[RECORDS TO USE]
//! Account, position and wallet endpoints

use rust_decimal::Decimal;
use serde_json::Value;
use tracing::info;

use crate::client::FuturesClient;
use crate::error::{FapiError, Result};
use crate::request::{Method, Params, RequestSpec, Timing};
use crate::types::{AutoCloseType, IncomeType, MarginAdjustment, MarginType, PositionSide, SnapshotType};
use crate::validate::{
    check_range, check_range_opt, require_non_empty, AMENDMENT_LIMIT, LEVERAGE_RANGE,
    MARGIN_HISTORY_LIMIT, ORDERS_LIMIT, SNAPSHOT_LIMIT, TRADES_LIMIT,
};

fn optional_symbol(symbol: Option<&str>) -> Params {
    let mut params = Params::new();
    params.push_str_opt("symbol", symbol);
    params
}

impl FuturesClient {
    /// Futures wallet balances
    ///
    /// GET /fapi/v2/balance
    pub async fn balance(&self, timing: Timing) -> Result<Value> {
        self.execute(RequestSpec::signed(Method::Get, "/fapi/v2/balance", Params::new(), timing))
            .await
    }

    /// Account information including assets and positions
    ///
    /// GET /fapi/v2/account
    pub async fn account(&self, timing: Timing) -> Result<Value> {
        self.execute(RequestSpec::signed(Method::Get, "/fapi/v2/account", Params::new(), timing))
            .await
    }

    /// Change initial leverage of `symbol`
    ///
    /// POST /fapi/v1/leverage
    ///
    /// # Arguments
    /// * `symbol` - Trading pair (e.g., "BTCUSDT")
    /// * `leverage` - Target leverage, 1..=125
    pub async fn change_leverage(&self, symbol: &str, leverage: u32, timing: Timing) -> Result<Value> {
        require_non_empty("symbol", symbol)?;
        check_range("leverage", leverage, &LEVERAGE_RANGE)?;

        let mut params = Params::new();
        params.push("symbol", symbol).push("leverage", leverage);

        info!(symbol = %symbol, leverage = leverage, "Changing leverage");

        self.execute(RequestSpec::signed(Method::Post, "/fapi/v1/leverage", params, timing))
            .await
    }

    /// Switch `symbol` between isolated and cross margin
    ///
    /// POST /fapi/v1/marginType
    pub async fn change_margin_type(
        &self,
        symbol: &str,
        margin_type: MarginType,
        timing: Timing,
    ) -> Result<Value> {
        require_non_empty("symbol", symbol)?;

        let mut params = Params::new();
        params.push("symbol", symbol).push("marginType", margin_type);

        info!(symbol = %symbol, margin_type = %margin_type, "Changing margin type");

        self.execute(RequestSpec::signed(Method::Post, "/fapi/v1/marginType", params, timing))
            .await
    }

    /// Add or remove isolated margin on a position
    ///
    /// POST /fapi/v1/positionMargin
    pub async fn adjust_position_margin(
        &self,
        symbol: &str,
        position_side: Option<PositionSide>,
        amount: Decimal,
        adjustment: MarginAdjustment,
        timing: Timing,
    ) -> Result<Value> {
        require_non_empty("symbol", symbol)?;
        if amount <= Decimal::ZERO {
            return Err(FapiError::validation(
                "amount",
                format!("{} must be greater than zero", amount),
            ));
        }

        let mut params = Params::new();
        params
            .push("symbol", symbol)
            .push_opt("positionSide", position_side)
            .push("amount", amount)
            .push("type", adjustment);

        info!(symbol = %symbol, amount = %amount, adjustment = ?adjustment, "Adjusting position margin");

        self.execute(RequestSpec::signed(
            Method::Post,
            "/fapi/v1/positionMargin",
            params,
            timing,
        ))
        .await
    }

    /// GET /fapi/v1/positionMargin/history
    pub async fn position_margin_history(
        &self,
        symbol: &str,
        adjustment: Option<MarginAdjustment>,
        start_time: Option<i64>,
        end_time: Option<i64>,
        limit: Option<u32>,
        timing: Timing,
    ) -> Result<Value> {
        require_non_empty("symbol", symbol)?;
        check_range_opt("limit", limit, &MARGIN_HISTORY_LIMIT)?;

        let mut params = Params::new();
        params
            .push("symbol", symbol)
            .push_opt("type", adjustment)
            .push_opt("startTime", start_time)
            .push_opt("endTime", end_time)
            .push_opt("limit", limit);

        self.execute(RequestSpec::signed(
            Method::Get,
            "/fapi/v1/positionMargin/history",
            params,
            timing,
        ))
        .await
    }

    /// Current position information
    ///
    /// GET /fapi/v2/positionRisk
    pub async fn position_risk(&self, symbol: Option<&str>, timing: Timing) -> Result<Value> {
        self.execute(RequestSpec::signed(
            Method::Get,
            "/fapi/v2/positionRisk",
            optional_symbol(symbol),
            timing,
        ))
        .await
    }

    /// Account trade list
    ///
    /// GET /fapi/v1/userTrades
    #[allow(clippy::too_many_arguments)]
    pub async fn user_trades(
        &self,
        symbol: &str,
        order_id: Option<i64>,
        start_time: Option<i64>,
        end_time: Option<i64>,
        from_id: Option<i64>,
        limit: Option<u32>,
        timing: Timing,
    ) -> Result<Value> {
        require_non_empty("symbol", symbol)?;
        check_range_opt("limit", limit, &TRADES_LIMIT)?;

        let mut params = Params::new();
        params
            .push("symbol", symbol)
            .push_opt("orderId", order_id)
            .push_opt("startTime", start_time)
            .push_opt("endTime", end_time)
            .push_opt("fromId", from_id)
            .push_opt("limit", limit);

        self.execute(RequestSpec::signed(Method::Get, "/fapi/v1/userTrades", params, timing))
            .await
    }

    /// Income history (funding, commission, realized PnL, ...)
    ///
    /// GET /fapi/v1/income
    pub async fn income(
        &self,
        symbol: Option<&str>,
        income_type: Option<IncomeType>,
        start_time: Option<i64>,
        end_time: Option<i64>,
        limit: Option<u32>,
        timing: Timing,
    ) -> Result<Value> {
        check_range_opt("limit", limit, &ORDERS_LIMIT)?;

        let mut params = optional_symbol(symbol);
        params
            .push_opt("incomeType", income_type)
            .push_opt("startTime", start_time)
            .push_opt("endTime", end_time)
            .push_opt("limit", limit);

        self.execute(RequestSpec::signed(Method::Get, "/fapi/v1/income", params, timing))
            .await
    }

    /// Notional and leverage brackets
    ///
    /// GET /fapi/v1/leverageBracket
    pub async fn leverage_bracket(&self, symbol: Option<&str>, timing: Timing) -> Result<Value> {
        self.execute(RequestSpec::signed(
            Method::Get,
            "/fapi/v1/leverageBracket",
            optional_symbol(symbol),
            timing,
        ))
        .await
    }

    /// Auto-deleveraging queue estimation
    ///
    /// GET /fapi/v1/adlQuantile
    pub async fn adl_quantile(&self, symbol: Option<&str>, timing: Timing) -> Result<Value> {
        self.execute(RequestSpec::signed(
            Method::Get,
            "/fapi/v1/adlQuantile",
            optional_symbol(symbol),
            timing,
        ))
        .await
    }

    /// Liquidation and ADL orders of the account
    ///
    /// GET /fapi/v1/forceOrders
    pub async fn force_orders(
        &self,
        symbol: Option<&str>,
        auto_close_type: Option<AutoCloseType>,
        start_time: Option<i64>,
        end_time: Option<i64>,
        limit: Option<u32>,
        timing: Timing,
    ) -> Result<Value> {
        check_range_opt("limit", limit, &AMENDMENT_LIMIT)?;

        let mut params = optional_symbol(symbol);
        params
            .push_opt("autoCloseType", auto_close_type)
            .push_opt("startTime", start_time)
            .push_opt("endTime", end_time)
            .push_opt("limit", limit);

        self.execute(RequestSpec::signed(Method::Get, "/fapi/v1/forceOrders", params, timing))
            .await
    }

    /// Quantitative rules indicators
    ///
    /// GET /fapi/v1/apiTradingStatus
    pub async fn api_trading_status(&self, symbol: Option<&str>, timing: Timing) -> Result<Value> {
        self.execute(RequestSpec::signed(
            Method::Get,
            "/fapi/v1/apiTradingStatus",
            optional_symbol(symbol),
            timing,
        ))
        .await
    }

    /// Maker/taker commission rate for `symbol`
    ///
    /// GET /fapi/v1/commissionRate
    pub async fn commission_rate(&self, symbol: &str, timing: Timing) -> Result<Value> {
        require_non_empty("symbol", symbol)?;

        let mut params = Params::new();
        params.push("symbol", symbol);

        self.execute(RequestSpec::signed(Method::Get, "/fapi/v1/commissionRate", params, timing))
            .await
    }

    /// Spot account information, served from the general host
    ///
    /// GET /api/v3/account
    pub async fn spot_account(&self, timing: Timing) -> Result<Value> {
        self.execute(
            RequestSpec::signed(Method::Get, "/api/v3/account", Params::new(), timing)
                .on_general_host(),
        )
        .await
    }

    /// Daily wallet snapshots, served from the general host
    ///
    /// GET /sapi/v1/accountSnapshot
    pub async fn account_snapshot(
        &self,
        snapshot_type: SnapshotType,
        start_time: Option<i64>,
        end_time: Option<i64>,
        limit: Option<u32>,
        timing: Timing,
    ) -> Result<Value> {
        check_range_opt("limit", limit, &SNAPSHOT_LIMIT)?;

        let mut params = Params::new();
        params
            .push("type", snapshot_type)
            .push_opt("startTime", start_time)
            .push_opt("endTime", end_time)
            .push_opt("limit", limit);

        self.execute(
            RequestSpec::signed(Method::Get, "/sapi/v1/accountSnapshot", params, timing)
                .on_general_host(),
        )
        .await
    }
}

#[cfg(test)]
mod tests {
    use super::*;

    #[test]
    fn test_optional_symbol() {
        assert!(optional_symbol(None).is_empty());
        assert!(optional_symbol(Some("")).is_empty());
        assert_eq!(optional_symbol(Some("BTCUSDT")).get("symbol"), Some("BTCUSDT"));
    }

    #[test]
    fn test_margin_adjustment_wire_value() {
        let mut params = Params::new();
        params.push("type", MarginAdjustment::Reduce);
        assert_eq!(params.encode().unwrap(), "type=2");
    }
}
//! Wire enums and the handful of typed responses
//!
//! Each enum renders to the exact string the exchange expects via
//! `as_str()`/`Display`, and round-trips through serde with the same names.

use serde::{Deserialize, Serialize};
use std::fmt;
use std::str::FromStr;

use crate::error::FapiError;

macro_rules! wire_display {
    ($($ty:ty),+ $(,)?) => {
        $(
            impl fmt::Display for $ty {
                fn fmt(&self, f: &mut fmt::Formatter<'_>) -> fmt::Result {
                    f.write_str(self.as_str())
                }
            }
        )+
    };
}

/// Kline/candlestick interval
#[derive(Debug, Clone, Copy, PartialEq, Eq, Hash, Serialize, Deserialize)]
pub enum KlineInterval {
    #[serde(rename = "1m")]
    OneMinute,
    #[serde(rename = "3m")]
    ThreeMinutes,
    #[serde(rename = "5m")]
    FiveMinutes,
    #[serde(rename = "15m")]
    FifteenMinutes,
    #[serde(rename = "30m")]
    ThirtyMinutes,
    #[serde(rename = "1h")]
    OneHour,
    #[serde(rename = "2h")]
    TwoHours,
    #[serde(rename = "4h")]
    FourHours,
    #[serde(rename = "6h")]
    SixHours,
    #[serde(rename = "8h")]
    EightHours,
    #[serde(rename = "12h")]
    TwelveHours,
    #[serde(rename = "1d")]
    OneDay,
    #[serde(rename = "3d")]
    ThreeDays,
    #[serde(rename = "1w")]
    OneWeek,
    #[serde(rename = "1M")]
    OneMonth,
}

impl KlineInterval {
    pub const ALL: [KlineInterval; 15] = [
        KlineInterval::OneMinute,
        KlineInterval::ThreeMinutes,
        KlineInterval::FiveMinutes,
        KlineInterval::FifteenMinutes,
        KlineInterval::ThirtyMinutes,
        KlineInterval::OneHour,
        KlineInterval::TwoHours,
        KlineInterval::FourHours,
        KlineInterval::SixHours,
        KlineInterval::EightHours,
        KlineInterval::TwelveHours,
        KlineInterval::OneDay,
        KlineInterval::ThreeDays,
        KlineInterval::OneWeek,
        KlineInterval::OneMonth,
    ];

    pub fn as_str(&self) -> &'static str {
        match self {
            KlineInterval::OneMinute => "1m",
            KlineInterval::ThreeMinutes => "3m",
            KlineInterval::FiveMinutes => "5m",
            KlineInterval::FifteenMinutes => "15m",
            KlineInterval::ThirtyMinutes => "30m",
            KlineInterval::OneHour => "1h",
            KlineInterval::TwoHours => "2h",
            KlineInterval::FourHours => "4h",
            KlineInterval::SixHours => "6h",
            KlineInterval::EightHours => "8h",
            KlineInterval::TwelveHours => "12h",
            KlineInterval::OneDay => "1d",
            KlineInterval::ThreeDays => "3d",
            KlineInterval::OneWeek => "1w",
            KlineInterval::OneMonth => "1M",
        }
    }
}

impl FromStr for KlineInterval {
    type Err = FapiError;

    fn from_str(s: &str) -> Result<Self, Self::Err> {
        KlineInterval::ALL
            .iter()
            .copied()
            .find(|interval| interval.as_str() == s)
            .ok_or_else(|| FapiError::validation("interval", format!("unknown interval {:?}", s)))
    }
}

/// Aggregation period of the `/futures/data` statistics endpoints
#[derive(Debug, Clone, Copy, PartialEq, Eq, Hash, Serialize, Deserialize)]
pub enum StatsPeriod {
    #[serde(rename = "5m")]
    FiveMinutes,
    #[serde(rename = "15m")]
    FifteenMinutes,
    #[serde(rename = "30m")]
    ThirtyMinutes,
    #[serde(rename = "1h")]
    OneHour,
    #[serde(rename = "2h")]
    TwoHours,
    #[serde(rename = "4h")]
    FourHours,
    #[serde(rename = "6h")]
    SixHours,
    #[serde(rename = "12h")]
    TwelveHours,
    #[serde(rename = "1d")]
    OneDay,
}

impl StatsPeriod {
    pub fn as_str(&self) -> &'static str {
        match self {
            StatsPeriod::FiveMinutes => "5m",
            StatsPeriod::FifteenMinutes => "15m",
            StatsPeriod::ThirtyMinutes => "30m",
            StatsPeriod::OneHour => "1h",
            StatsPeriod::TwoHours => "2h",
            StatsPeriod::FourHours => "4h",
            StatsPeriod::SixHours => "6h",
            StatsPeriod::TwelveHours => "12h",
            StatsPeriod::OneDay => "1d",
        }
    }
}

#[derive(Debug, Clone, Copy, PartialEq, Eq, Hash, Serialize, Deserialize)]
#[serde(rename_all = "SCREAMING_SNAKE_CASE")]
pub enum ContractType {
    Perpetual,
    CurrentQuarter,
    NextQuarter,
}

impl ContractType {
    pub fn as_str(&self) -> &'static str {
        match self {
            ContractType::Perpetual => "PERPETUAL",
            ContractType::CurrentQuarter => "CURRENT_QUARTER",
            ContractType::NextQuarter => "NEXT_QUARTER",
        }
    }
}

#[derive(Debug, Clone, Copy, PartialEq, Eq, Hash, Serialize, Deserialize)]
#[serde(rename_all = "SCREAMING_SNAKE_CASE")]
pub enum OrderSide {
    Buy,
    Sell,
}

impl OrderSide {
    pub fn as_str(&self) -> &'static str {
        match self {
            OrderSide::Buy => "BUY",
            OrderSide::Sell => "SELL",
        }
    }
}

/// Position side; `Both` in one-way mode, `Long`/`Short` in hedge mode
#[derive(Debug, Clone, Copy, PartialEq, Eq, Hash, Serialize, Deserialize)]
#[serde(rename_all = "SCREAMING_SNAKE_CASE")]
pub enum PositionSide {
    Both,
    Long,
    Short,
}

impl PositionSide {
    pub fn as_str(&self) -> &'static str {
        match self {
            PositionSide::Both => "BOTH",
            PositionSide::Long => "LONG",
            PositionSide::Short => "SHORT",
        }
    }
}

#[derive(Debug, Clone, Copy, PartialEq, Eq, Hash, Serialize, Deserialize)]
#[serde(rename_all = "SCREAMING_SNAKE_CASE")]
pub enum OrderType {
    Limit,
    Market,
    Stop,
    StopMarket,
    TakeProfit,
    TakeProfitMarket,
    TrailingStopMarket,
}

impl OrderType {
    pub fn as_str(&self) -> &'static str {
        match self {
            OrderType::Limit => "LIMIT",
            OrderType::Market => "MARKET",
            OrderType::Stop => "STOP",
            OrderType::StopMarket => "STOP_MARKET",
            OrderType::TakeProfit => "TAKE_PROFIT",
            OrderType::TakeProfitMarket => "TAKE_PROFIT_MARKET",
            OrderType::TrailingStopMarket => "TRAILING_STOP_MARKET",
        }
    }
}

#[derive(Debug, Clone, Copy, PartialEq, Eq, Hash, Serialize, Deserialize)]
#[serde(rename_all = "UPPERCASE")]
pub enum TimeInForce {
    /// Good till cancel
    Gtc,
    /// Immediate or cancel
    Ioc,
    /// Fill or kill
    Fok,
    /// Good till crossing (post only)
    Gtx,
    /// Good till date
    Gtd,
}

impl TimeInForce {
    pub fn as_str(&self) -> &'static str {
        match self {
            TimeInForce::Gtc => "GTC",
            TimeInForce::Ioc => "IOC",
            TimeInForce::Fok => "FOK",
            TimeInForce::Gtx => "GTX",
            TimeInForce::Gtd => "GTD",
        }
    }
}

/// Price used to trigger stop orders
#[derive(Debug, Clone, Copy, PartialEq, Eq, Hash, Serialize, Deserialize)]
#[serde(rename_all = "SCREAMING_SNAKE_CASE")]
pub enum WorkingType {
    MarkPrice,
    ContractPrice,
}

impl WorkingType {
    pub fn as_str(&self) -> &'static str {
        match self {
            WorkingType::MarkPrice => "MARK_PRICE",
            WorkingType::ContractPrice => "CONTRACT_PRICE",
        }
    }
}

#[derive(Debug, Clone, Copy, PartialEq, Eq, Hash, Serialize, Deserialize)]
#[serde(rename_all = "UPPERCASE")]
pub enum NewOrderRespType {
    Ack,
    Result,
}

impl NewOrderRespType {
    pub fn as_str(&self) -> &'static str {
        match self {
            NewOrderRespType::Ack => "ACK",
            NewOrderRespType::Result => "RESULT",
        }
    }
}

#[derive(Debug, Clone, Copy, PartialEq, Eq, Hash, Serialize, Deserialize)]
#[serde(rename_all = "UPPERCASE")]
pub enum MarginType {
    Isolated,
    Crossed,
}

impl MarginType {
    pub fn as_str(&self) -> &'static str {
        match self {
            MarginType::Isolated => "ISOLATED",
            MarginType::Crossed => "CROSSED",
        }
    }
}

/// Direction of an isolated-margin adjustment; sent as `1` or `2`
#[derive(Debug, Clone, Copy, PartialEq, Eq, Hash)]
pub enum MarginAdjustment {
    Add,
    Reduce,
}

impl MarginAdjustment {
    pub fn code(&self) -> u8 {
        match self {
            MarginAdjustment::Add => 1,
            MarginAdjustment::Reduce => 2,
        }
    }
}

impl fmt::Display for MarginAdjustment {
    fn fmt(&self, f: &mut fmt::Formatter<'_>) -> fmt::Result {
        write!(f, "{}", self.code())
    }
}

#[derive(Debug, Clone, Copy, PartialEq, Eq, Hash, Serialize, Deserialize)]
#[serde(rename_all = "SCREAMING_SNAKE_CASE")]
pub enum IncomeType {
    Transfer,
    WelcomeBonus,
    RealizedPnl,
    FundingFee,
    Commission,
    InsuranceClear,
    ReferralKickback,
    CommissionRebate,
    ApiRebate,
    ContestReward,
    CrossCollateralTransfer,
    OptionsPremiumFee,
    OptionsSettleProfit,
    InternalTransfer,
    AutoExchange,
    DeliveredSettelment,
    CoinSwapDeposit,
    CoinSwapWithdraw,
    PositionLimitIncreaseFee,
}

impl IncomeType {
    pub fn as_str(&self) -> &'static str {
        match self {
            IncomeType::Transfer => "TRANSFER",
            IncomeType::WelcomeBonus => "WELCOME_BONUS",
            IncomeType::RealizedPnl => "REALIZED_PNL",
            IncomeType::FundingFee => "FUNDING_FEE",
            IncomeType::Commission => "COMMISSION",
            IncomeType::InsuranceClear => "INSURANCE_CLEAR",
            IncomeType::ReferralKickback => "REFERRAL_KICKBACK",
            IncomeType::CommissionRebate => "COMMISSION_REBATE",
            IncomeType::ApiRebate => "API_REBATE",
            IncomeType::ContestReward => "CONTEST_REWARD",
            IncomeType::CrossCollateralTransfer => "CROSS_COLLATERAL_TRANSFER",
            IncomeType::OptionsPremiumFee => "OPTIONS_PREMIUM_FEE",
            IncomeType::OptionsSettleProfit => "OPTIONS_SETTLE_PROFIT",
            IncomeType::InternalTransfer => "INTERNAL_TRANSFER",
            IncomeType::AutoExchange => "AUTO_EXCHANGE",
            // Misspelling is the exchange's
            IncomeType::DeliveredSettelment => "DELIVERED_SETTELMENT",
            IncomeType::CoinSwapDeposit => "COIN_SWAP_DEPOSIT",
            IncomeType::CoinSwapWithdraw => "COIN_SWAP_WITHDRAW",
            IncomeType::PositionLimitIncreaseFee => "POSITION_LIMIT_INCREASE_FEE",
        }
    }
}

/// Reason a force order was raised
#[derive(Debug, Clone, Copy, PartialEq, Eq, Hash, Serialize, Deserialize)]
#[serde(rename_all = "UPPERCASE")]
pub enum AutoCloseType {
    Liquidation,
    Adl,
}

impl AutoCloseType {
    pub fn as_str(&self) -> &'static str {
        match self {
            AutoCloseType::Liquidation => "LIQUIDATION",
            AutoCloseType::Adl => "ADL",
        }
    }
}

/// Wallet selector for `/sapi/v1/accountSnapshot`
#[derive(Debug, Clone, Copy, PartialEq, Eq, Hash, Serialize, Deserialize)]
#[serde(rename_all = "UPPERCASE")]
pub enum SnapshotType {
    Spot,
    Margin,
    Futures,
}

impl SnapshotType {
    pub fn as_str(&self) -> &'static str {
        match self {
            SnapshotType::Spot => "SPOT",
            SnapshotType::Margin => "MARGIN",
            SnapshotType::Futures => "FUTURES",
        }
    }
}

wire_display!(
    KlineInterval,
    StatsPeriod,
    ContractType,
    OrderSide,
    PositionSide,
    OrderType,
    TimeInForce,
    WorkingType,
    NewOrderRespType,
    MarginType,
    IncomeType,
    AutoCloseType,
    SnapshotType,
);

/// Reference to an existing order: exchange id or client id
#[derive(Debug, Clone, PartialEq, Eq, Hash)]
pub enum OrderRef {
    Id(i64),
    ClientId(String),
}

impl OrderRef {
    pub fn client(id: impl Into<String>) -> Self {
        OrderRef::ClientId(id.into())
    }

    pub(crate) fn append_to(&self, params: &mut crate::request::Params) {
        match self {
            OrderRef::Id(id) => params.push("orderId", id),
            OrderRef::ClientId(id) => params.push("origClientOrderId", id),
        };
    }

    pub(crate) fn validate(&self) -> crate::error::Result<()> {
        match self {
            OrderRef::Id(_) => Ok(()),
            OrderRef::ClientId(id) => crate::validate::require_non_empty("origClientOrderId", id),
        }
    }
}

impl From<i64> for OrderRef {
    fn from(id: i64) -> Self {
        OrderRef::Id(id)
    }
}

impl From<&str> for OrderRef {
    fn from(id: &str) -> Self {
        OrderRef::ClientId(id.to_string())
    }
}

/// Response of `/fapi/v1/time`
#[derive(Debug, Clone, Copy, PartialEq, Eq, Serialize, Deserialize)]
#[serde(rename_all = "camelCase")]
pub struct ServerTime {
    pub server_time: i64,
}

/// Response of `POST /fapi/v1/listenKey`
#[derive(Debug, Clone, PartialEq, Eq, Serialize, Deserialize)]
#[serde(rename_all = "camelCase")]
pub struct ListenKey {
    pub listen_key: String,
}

[WHAT TO WORK ON]
Where a line of the data above includes the string "Crossed", pull it out.

[TASK RESPONSE]
    Crossed,
            MarginType::Crossed => "CROSSED",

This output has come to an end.